━━━ STUDY MATERIAL ━━━
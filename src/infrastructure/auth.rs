//! Process-wide access token service and the token refresh collaborator
//!
//! Every surface reads the bearer token through one `AuthSession` so that simultaneously
//! open lists never hold diverging copies. The session is a `watch` channel: `get` reads the
//! current token, `set` replaces it, `subscribe` observes replacements.

use std::future::Future;
use std::sync::Arc;
use std::time::Duration;

use chrono::{DateTime, Utc};
use lazy_static::lazy_static;
use secrecy::{ExposeSecret, SecretString};
use serde::{Deserialize, Serialize};
use tokio::sync::watch;

use crate::error::{Error, Result};

lazy_static! {
    static ref GLOBAL_SESSION: AuthSession = AuthSession::new();
}

/// A bearer token and, when known, the instant it stops being accepted
#[derive(Debug, Clone)]
pub struct AccessToken {
    secret: Arc<SecretString>,
    expires_at: Option<DateTime<Utc>>,
}

impl AccessToken {
    pub fn new(token: impl Into<String>, expires_at: Option<DateTime<Utc>>) -> Self {
        Self {
            secret: Arc::new(SecretString::from(token.into())),
            expires_at,
        }
    }

    pub fn expose(&self) -> &str {
        self.secret.expose_secret()
    }

    pub fn expires_at(&self) -> Option<DateTime<Utc>> {
        self.expires_at
    }

    /// Whether the token expires within `lead` of `now`. Tokens without a known expiry are
    /// treated as fresh; the server reports them through `auth_error` instead.
    pub fn is_expiring_within(&self, lead: Duration, now: DateTime<Utc>) -> bool {
        let Some(expires_at) = self.expires_at else {
            return false;
        };
        let lead = chrono::Duration::from_std(lead).unwrap_or(chrono::Duration::MAX);
        expires_at <= now.checked_add_signed(lead).unwrap_or(DateTime::<Utc>::MAX_UTC)
    }
}

#[derive(Debug, Clone)]
pub struct AuthSession {
    tx: Arc<watch::Sender<Option<AccessToken>>>,
}

impl Default for AuthSession {
    fn default() -> Self {
        Self::new()
    }
}

impl AuthSession {
    pub fn new() -> Self {
        let (tx, _) = watch::channel(None);
        Self { tx: Arc::new(tx) }
    }

    /// The session shared by the whole process
    pub fn global() -> Self {
        GLOBAL_SESSION.clone()
    }

    pub fn get(&self) -> Option<AccessToken> {
        self.tx.borrow().clone()
    }

    pub fn set(&self, token: AccessToken) {
        self.tx.send_replace(Some(token));
    }

    pub fn clear(&self) {
        self.tx.send_replace(None);
    }

    pub fn subscribe(&self) -> watch::Receiver<Option<AccessToken>> {
        self.tx.subscribe()
    }
}

/// Exchanges the long-lived credential for a new access token
pub trait TokenRefresher: Send + Sync + 'static {
    /// Obtain a new access token
    fn refresh(&self) -> impl Future<Output = Result<AccessToken>> + Send;
}

/// Return a token that is not about to expire, refreshing first when needed.
///
/// A refresh failure is reported as `Error::SessionLost`.
pub async fn ensure_fresh<R: TokenRefresher>(
    auth: &AuthSession,
    refresher: &R,
    lead: Duration,
) -> Result<AccessToken> {
    if let Some(token) = auth.get() {
        if !token.is_expiring_within(lead, Utc::now()) {
            return Ok(token);
        }
        tracing::debug!("Access token expires within {lead:?}, refreshing");
    } else {
        tracing::debug!("No access token, refreshing");
    }
    refresh(auth, refresher).await
}

/// Refresh unconditionally. On failure the session's token is cleared.
pub async fn refresh<R: TokenRefresher>(
    auth: &AuthSession,
    refresher: &R,
) -> Result<AccessToken> {
    match refresher.refresh().await {
        Ok(token) => {
            auth.set(token.clone());
            Ok(token)
        }
        Err(e) => {
            tracing::warn!("Token refresh failed: {e}");
            // Subscribers see the session end
            auth.clear();
            match e {
                Error::SessionLost(_) => Err(e),
                other => Err(Error::SessionLost(other.to_string())),
            }
        }
    }
}

#[derive(Serialize)]
#[serde(rename_all = "camelCase")]
struct RefreshRequest<'a> {
    #[serde(skip_serializing_if = "Option::is_none")]
    refresh_token: Option<&'a str>,
}

#[derive(Deserialize)]
#[serde(rename_all = "camelCase")]
struct RefreshResponse {
    access_token: String,
    /// Lifetime in seconds
    #[serde(default)]
    expires_in: Option<i64>,
}

/// Calls `POST {api_url}/auth/refresh`
#[derive(Debug)]
pub struct HttpTokenRefresher {
    client: reqwest::Client,
    url: String,
    refresh_token: Option<SecretString>,
}

impl HttpTokenRefresher {
    pub fn new(
        client: reqwest::Client,
        api_url: &str,
        refresh_token: Option<SecretString>,
    ) -> Self {
        Self {
            client,
            url: format!("{}/auth/refresh", api_url.trim_end_matches('/')),
            refresh_token,
        }
    }
}

impl TokenRefresher for HttpTokenRefresher {
    async fn refresh(&self) -> Result<AccessToken> {
        let body = RefreshRequest {
            refresh_token: self.refresh_token.as_ref().map(|t| t.expose_secret()),
        };
        let response = self
            .client
            .post(&self.url)
            .json(&body)
            .send()
            .await
            .and_then(reqwest::Response::error_for_status)
            .map_err(|e| Error::SessionLost(e.to_string()))?;
        let refreshed: RefreshResponse = response
            .json()
            .await
            .map_err(|e| Error::SessionLost(e.to_string()))?;
        let expires_at = refreshed
            .expires_in
            .and_then(chrono::Duration::try_seconds)
            .and_then(|lifetime| Utc::now().checked_add_signed(lifetime));
        Ok(AccessToken::new(refreshed.access_token, expires_at))
    }
}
━━━
** YOUR INSTRUCTIONS **
With no line skipped, output the listing in full.

** RESULT **
filename src/infrastructure/auth.rs
//! Process-wide access token service and the token refresh collaborator
//!
//! Every surface reads the bearer token through one `AuthSession` so that simultaneously
//! open lists never hold diverging copies. The session is a `watch` channel: `get` reads the
//! current token, `set` replaces it, `subscribe` observes replacements.

use std::future::Future;
use std::sync::Arc;
use std::time::Duration;

use chrono::{DateTime, Utc};
use lazy_static::lazy_static;
use secrecy::{ExposeSecret, SecretString};
use serde::{Deserialize, Serialize};
use tokio::sync::watch;

use crate::error::{Error, Result};

lazy_static! {
    static ref GLOBAL_SESSION: AuthSession = AuthSession::new();
}

/// A bearer token and, when known, the instant it stops being accepted
#[derive(Debug, Clone)]
pub struct AccessToken {
    secret: Arc<SecretString>,
    expires_at: Option<DateTime<Utc>>,
}

impl AccessToken {
    pub fn new(token: impl Into<String>, expires_at: Option<DateTime<Utc>>) -> Self {
        Self {
            secret: Arc::new(SecretString::from(token.into())),
            expires_at,
        }
    }

    pub fn expose(&self) -> &str {
        self.secret.expose_secret()
    }

    pub fn expires_at(&self) -> Option<DateTime<Utc>> {
        self.expires_at
    }

    /// Whether the token expires within `lead` of `now`. Tokens without a known expiry are
    /// treated as fresh; the server reports them through `auth_error` instead.
    pub fn is_expiring_within(&self, lead: Duration, now: DateTime<Utc>) -> bool {
        let Some(expires_at) = self.expires_at else {
            return false;
        };
        let lead = chrono::Duration::from_std(lead).unwrap_or(chrono::Duration::MAX);
        expires_at <= now.checked_add_signed(lead).unwrap_or(DateTime::<Utc>::MAX_UTC)
    }
}

#[derive(Debug, Clone)]
pub struct AuthSession {
    tx: Arc<watch::Sender<Option<AccessToken>>>,
}

impl Default for AuthSession {
    fn default() -> Self {
        Self::new()
    }
}

impl AuthSession {
    pub fn new() -> Self {
        let (tx, _) = watch::channel(None);
        Self { tx: Arc::new(tx) }
    }

    /// The session shared by the whole process
    pub fn global() -> Self {
        GLOBAL_SESSION.clone()
    }

    pub fn get(&self) -> Option<AccessToken> {
        self.tx.borrow().clone()
    }

    pub fn set(&self, token: AccessToken) {
        self.tx.send_replace(Some(token));
    }

    pub fn clear(&self) {
        self.tx.send_replace(None);
    }

    pub fn subscribe(&self) -> watch::Receiver<Option<AccessToken>> {
        self.tx.subscribe()
    }
}

/// Exchanges the long-lived credential for a new access token
pub trait TokenRefresher: Send + Sync + 'static {
    /// Obtain a new access token
    fn refresh(&self) -> impl Future<Output = Result<AccessToken>> + Send;
}

/// Return a token that is not about to expire, refreshing first when needed.
///
/// A refresh failure is reported as `Error::SessionLost`.
pub async fn ensure_fresh<R: TokenRefresher>(
    auth: &AuthSession,
    refresher: &R,
    lead: Duration,
) -> Result<AccessToken> {
    if let Some(token) = auth.get() {
        if !token.is_expiring_within(lead, Utc::now()) {
            return Ok(token);
        }
        tracing::debug!("Access token expires within {lead:?}, refreshing");
    } else {
        tracing::debug!("No access token, refreshing");
    }
    refresh(auth, refresher).await
}

/// Refresh unconditionally. On failure the session's token is cleared.
pub async fn refresh<R: TokenRefresher>(
    auth: &AuthSession,
    refresher: &R,
) -> Result<AccessToken> {
    match refresher.refresh().await {
        Ok(token) => {
            auth.set(token.clone());
            Ok(token)
        }
        Err(e) => {
            tracing::warn!("Token refresh failed: {e}");
            // Subscribers see the session end
            auth.clear();
            match e {
                Error::SessionLost(_) => Err(e),
                other => Err(Error::SessionLost(other.to_string())),
            }
        }
    }
}

#[derive(Serialize)]
#[serde(rename_all = "camelCase")]
struct RefreshRequest<'a> {
    #[serde(skip_serializing_if = "Option::is_none")]
    refresh_token: Option<&'a str>,
}

#[derive(Deserialize)]
#[serde(rename_all = "camelCase")]
struct RefreshResponse {
    access_token: String,
    /// Lifetime in seconds
    #[serde(default)]
    expires_in: Option<i64>,
}

/// Calls `POST {api_url}/auth/refresh`
#[derive(Debug)]
pub struct HttpTokenRefresher {
    client: reqwest::Client,
    url: String,
    refresh_token: Option<SecretString>,
}

impl HttpTokenRefresher {
    pub fn new(
        client: reqwest::Client,
        api_url: &str,
        refresh_token: Option<SecretString>,
    ) -> Self {
        Self {
            client,
            url: format!("{}/auth/refresh", api_url.trim_end_matches('/')),
            refresh_token,
        }
    }
}

impl TokenRefresher for HttpTokenRefresher {
    async fn refresh(&self) -> Result<AccessToken> {
        let body = RefreshRequest {
            refresh_token: self.refresh_token.as_ref().map(|t| t.expose_secret()),
        };
        let response = self
            .client
            .post(&self.url)
            .json(&body)
            .send()
            .await
            .and_then(reqwest::Response::error_for_status)
            .map_err(|e| Error::SessionLost(e.to_string()))?;
        let refreshed: RefreshResponse = response
            .json()
            .await
            .map_err(|e| Error::SessionLost(e.to_string()))?;
        let expires_at = refreshed
            .expires_in
            .and_then(chrono::Duration::try_seconds)
            .and_then(|lifetime| Utc::now().checked_add_signed(lifetime));
        Ok(AccessToken::new(refreshed.access_token, expires_at))
    }
}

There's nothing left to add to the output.